* INSTRUCTIONS TO FOLLOW
Pick out the lines below that include the string "HeadfileError".

* DATASET RECORDS
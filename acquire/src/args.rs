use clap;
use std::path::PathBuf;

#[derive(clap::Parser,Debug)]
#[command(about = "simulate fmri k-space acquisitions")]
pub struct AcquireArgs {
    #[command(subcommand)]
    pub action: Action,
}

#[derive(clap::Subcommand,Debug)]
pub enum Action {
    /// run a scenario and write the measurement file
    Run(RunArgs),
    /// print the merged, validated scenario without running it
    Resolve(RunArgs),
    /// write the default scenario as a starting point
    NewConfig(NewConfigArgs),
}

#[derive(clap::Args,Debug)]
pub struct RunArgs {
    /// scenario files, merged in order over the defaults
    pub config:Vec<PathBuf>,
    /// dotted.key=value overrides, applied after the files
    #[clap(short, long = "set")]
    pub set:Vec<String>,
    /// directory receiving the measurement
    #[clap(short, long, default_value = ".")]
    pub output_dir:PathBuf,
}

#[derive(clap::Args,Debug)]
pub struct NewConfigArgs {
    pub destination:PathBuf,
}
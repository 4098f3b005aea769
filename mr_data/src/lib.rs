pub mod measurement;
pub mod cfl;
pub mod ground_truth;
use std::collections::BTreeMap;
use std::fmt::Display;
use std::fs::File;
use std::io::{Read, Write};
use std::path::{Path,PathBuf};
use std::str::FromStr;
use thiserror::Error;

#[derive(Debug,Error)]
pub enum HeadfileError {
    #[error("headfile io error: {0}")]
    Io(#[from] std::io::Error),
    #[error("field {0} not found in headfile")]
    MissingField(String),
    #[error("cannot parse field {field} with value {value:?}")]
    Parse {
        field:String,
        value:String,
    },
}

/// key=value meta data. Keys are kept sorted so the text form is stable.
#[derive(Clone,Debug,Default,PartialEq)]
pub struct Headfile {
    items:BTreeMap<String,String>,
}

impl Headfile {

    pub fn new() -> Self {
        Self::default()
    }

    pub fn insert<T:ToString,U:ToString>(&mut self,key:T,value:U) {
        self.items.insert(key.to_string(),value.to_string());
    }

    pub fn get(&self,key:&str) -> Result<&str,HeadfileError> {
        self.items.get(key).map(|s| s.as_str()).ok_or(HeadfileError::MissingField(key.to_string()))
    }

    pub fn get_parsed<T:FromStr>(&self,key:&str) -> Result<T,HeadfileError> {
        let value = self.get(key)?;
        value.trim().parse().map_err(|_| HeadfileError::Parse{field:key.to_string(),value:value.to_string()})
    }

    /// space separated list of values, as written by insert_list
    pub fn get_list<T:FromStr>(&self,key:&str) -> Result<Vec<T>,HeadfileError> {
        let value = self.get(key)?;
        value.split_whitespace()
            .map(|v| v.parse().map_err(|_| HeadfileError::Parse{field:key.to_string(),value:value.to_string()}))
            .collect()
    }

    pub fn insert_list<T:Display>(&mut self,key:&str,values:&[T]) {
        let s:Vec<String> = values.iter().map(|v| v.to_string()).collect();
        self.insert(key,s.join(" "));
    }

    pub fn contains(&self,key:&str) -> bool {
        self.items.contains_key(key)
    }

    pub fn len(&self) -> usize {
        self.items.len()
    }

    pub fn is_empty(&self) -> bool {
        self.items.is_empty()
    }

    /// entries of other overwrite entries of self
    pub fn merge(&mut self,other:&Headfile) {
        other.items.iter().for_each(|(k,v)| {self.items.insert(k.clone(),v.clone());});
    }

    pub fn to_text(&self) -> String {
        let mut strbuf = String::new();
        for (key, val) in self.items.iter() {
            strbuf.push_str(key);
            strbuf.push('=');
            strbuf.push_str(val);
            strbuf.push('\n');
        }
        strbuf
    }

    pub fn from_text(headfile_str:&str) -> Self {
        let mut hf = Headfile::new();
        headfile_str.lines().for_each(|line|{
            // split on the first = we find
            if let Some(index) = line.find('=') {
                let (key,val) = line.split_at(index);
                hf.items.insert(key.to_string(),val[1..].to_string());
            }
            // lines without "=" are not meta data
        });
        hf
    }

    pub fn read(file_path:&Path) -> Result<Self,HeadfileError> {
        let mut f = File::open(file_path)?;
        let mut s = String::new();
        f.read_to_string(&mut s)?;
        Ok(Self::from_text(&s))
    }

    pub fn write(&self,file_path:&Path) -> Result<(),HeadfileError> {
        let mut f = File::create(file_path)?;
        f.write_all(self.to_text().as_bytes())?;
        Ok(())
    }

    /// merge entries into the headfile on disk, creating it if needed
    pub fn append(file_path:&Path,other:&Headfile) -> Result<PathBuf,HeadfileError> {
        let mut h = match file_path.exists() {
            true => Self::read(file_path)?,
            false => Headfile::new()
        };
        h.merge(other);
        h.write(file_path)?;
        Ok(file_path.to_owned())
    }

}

* SOLUTION TO THE PROBLEM
pub enum HeadfileError {
    pub fn get(&self,key:&str) -> Result<&str,HeadfileError> {
        self.items.get(key).map(|s| s.as_str()).ok_or(HeadfileError::MissingField(key.to_string()))
    pub fn get_parsed<T:FromStr>(&self,key:&str) -> Result<T,HeadfileError> {
        value.trim().parse().map_err(|_| HeadfileError::Parse{field:key.to_string(),value:value.to_string()})
    pub fn get_list<T:FromStr>(&self,key:&str) -> Result<Vec<T>,HeadfileError> {
            .map(|v| v.parse().map_err(|_| HeadfileError::Parse{field:key.to_string(),value:value.to_string()}))
    pub fn read(file_path:&Path) -> Result<Self,HeadfileError> {
    pub fn write(&self,file_path:&Path) -> Result<(),HeadfileError> {
    pub fn append(file_path:&Path,other:&Headfile) -> Result<PathBuf,HeadfileError> {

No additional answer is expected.